11:06 AM Posted In , , , , , Edit This 0 Comments »
My mother asked me last week if my friends and I had anything planned for this weekend. I thought, "That's a bit of a strange question. She usually just asks what I'm up to." She clarified it by asking if we were doing anything for the Superbowl.
"Oh, none of us really have TV nor care about sports." As evidenced by my cluelessness as to the date of the Superbowl. Only myself and one other friend have TV hooked up to our sets, most of us just use our sets for movies and video games.

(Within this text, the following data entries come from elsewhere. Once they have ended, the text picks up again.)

//! # History
//!
//! Append-only log of puzzle mutations plus the guess markers that
//! demarcate speculative choices.
//!
//! Every cell action stores the cell's *previous* possibility set
//! verbatim (not a delta), so undoing is a plain restore. Guess markers
//! are history indices and are strictly increasing.

use super::implications::ImplicationKind;
use crate::types::{Direction, Triple};
use serde::{Deserialize, Serialize};
use std::collections::BTreeSet;

// =============================================================================
// ACTIONS
// =============================================================================

/// One recorded puzzle mutation.
#[derive(Debug, Clone, PartialEq, Eq, Serialize, Deserialize)]
pub enum Action {
    /// Cell narrowed to a single value.
    SetCell {
        row: usize,
        col: usize,
        val: usize,
        previous: BTreeSet<usize>,
    },
    /// Value added back to a cell.
    AddToCell {
        row: usize,
        col: usize,
        val: usize,
        previous: BTreeSet<usize>,
    },
    /// Value removed from a cell.
    RemoveFromCell {
        row: usize,
        col: usize,
        val: usize,
        previous: BTreeSet<usize>,
    },
    /// Every value removed from a cell.
    ClearCell {
        row: usize,
        col: usize,
        previous: BTreeSet<usize>,
    },
    /// A view hint marked as dealt with.
    MarkHint { direction: Direction, index: usize },
    /// A view hint mark removed.
    UnmarkHint { direction: Direction, index: usize },
    /// An implication (and its contrapositive) recorded.
    AddImplication {
        kind: ImplicationKind,
        from: Triple,
        to: Triple,
    },
    /// An implication (and its contrapositive) dropped.
    RemoveImplication {
        kind: ImplicationKind,
        from: Triple,
        to: Triple,
    },
    /// A seen (`seen == true`) or hidden mark recorded.
    AddVisibility {
        triple: Triple,
        direction: Direction,
        seen: bool,
    },
}

impl Action {
    /// The cell a cell action touched and its previous values.
    #[must_use]
    pub fn cell_change(&self) -> Option<(usize, usize, &BTreeSet<usize>)> {
        match self {
            Action::SetCell {
                row, col, previous, ..
            }
            | Action::AddToCell {
                row, col, previous, ..
            }
            | Action::RemoveFromCell {
                row, col, previous, ..
            }
            | Action::ClearCell { row, col, previous } => Some((*row, *col, previous)),
            _ => None,
        }
    }

    /// The triple a `SetCell` action asserted.
    #[must_use]
    pub fn set_triple(&self) -> Option<Triple> {
        match self {
            Action::SetCell { row, col, val, .. } => Some(Triple::new(*row, *col, *val)),
            _ => None,
        }
    }
}

/// Notification sent to action observers.
#[derive(Debug, Clone, Copy, PartialEq, Eq)]
pub enum HistoryEvent<'a> {
    /// The action was applied and appended.
    Applied(&'a Action),
    /// The action was popped and inverted.
    Undone(&'a Action),
}

// =============================================================================
// HISTORY
// =============================================================================

/// Ordered actions plus the guess-marker stack.
#[derive(Debug, Clone, Default)]
pub struct History {
    actions: Vec<Action>,
    guesses: Vec<usize>,
}

impl History {
    /// Create an empty history.
    #[must_use]
    pub fn new() -> Self {
        Self::default()
    }

    /// Append an action and return its index.
    pub fn push(&mut self, action: Action) -> usize {
        self.actions.push(action);
        self.actions.len().saturating_sub(1)
    }

    /// Pop the last action, dropping a guess marker that pointed at it.
    pub fn pop(&mut self) -> Option<Action> {
        let action = self.actions.pop()?;
        if self.guesses.last() == Some(&self.actions.len()) {
            self.guesses.pop();
        }
        Some(action)
    }

    /// Mark the next action to be pushed as a guess.
    ///
    /// Returns `false` if the current length is already marked.
    pub fn mark_guess(&mut self) -> bool {
        let index = self.actions.len();
        if self.guesses.last().is_some_and(|&last| last >= index) {
            return false;
        }
        self.guesses.push(index);
        true
    }

    /// Drop a guess marker that no action was pushed behind.
    pub fn unmark_pending_guess(&mut self) {
        if self.guesses.last() == Some(&self.actions.len()) {
            self.guesses.pop();
        }
    }

    /// Index of the most recent guess, if any.
    #[must_use]
    pub fn last_guess(&self) -> Option<usize> {
        self.guesses.last().copied()
    }

    /// The action at `index`.
    #[must_use]
    pub fn get(&self, index: usize) -> Option<&Action> {
        self.actions.get(index)
    }

    /// The most recent action.
    #[must_use]
    pub fn last(&self) -> Option<&Action> {
        self.actions.last()
    }

    /// Number of recorded actions.
    #[must_use]
    pub fn len(&self) -> usize {
        self.actions.len()
    }

    /// Whether nothing has been recorded.
    #[must_use]
    pub fn is_empty(&self) -> bool {
        self.actions.is_empty()
    }

    /// Number of open guesses.
    #[must_use]
    pub fn guess_depth(&self) -> usize {
        self.guesses.len()
    }

    /// Guess markers, oldest first.
    #[must_use]
    pub fn guesses(&self) -> &[usize] {
        &self.guesses
    }

    /// All actions, oldest first.
    #[must_use]
    pub fn actions(&self) -> &[Action] {
        &self.actions
    }
}

#[cfg(test)]
mod tests {
    use super::*;

    fn hint(index: usize) -> Action {
        Action::MarkHint {
            direction: Direction::Top,
            index,
        }
    }

    #[test]
    fn pop_drops_matching_guess_marker() {
        let mut history = History::new();
        history.push(hint(0));
        assert!(history.mark_guess());
        history.push(hint(1));
        history.push(hint(2));

        assert_eq!(history.last_guess(), Some(1));
        history.pop();
        assert_eq!(history.guess_depth(), 1);
        history.pop();
        assert_eq!(history.guess_depth(), 0);
        assert_eq!(history.len(), 1);
    }

    #[test]
    fn guess_markers_strictly_increase() {
        let mut history = History::new();
        assert!(history.mark_guess());
        assert!(!history.mark_guess());
        history.unmark_pending_guess();
        assert_eq!(history.guess_depth(), 0);
    }

    #[test]
    fn set_triple_only_for_set_cell() {
        let set = Action::SetCell {
            row: 1,
            col: 2,
            val: 3,
            previous: BTreeSet::new(),
        };
        assert_eq!(set.set_triple(), Some(Triple::new(1, 2, 3)));
        assert_eq!(hint(0).set_triple(), None);
        assert!(set.cell_change().is_some());
        assert!(hint(0).cell_change().is_none());
    }
}
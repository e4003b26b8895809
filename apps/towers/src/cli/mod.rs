//! # Towers CLI Module
//!
//! ## Available Commands
//!
//! - `solve` - Run the autopilot as fast as possible
//! - `run` - Run the autopilot in real time (Ctrl-C to stop)
//! - `validate` - Check a filled grid against a seed
//! - `show` - Print a seed's grid and hints

mod commands;

use crate::config::{Overrides, TowersConfig};
use clap::{Parser, Subcommand};
use std::path::PathBuf;
use towers_core::TowersError;

pub use commands::*;

/// Seed used when a command is given none.
pub const DEFAULT_SEED: &str = "demos/four_by_four.json";

// =============================================================================
// CLI STRUCTURE
// =============================================================================

/// Towers - an idle CPU that solves skyscraper puzzles
///
/// A handful of cores and a RAM budget run small inference processes,
/// one tick at a time, until the grid is solved.
#[derive(Parser, Debug)]
#[command(name = "towers")]
#[command(version, about, long_about = None)]
pub struct Cli {
    /// Suppress banner output
    #[arg(short, long, global = true)]
    pub quiet: bool,

    /// Path to towers.toml (defaults to ./towers.toml when present)
    #[arg(short, long, global = true)]
    pub config: Option<PathBuf>,

    /// Number of cores
    #[arg(long, global = true)]
    pub cores: Option<usize>,

    /// RAM capacity
    #[arg(long, global = true)]
    pub ram: Option<u64>,

    /// Clock speed in percent
    #[arg(long, global = true)]
    pub speed: Option<u64>,

    /// Output in JSON format (for programmatic access)
    #[arg(long, global = true)]
    pub json_mode: bool,

    /// Subcommand to execute
    #[command(subcommand)]
    pub command: Option<Commands>,
}

/// Available CLI commands.
#[derive(Subcommand, Debug)]
pub enum Commands {
    /// Solve a puzzle as fast as possible
    Solve {
        /// Path to the puzzle seed (JSON)
        #[arg(short, long, default_value = DEFAULT_SEED)]
        seed: PathBuf,
    },

    /// Solve a puzzle in real time
    Run {
        /// Path to the puzzle seed (JSON)
        #[arg(short, long, default_value = DEFAULT_SEED)]
        seed: PathBuf,

        /// Seconds between status lines
        #[arg(short, long, default_value = "1")]
        interval: u64,
    },

    /// Validate a filled grid against a seed
    Validate {
        /// Path to the puzzle seed (JSON)
        #[arg(short, long, default_value = DEFAULT_SEED)]
        seed: PathBuf,

        /// Path to the grid (JSON array of rows of one-based heights)
        #[arg(short, long)]
        grid: PathBuf,
    },

    /// Show a seed's grid and hints
    Show {
        /// Path to the puzzle seed (JSON)
        #[arg(short, long, default_value = DEFAULT_SEED)]
        seed: PathBuf,
    },
}

// =============================================================================
// COMMAND EXECUTION
// =============================================================================

impl Cli {
    /// The configuration file with this invocation's flags applied.
    pub fn load_config(&self) -> Result<TowersConfig, TowersError> {
        TowersConfig::load(self.config.as_deref())?.with_overrides(&Overrides {
            cores: self.cores,
            ram: self.ram,
            speed_percent: self.speed,
        })
    }
}

/// Execute the CLI with parsed arguments.
pub async fn execute(cli: Cli) -> Result<(), TowersError> {
    let config = cli.load_config()?;
    let json_mode = cli.json_mode;

    match cli.command {
        Some(Commands::Solve { seed }) => cmd_solve(&config, &seed, json_mode),
        Some(Commands::Run { seed, interval }) => {
            cmd_run(&config, &seed, json_mode, interval).await
        }
        Some(Commands::Validate { seed, grid }) => cmd_validate(&config, &seed, &grid, json_mode),
        Some(Commands::Show { seed }) => cmd_show(&config, &seed, json_mode),
        None => {
            // No subcommand - show the demo
            cmd_show(&config, &PathBuf::from(DEFAULT_SEED), json_mode)
        }
    }
}
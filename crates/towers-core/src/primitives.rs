//! # Innate Primitives
//!
//! Hardcoded runtime constants for the Towers engine.
//!
//! The simulated computer starts with a fixed amount of RAM and a fixed
//! number of cores. Every process kind declares a static RAM cost; these
//! costs are compiled in and never change at runtime.

use std::time::Duration;

// =============================================================================
// SIMULATED COMPUTER
// =============================================================================

/// Default RAM budget of a freshly built computer.
pub const DEFAULT_RAM_CAPACITY: u64 = 3000;

/// Default number of cores (processes that may be active at once).
pub const DEFAULT_CORES: usize = 2;

/// Default pulse rate of the clock at 100% speed.
pub const DEFAULT_PULSES_PER_SECOND: u64 = 20;

/// Speed is expressed in percent so the clock never needs floats.
pub const DEFAULT_SPEED_PERCENT: u64 = 100;

/// A single `tick()` taking longer than this is reported as slow.
///
/// This is a soft diagnostic only; slow ticks are never aborted.
pub const SLOW_TICK_BUDGET: Duration = Duration::from_millis(5);

/// Micro-pulses per pulse. The clock accumulates fractional pulses in
/// these units.
pub const MICROS_PER_PULSE_UNIT: u64 = 1_000_000;

// =============================================================================
// PUZZLE LIMITS
// =============================================================================

/// Smallest supported grid.
pub const MIN_PUZZLE_SIZE: usize = 1;

/// Largest supported grid.
///
/// The inference processes are quadratic or cubic in the grid size;
/// anything above this is not a puzzle a player would be handed.
pub const MAX_PUZZLE_SIZE: usize = 16;

// =============================================================================
// PROCESS RAM COSTS
// =============================================================================

/// RAM cost of row/column elimination.
pub const REMOVE_FROM_LINE_RAM: u64 = 8;

/// RAM cost of the only-choice scan.
pub const ONLY_CHOICE_RAM: u64 = 12;

/// RAM cost of view-hint bounds propagation.
pub const HINT_BOUNDS_RAM: u64 = 16;

/// RAM cost of the visibility-count processes.
pub const VISIBILITY_COUNT_RAM: u64 = 40;

/// RAM cost of recording pair implications.
pub const PAIR_IMPLICATIONS_RAM: u64 = 24;

/// RAM cost of following an implication closure.
pub const FOLLOW_IMPLICATIONS_RAM: u64 = 64;

/// RAM cost of the random guesser (holds every undetermined triple).
pub const RANDOM_GUESS_RAM: u64 = 96;

/// RAM cost of whole-grid validation.
pub const VALIDATION_RAM: u64 = 128;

The Superbowl has been blown into an American religion of its own. If you don't like football, ya ain't a reel Amurican (tm). And to properly watch a bunch of grown, sweaty men in spandex roll around in the mud, you have to have the Mountain o' Junk Food and beer. Double points if you barbeque. Naturally, your wife is to provide the nutritional orgy and to hide elsewhere in your domicile because estrogen is not allowed to intrude upon the Man Cave.
Then there's the inherently sexist commercials and cheerleading. Yes, cheerleading is demanding. It is not, however, a sport. An activity which serves only to support someone else' activity is not a sport.
Overall, I hate the Superbowl, all its trappings, and just about everything it stands for. That is all I'm going to say about it.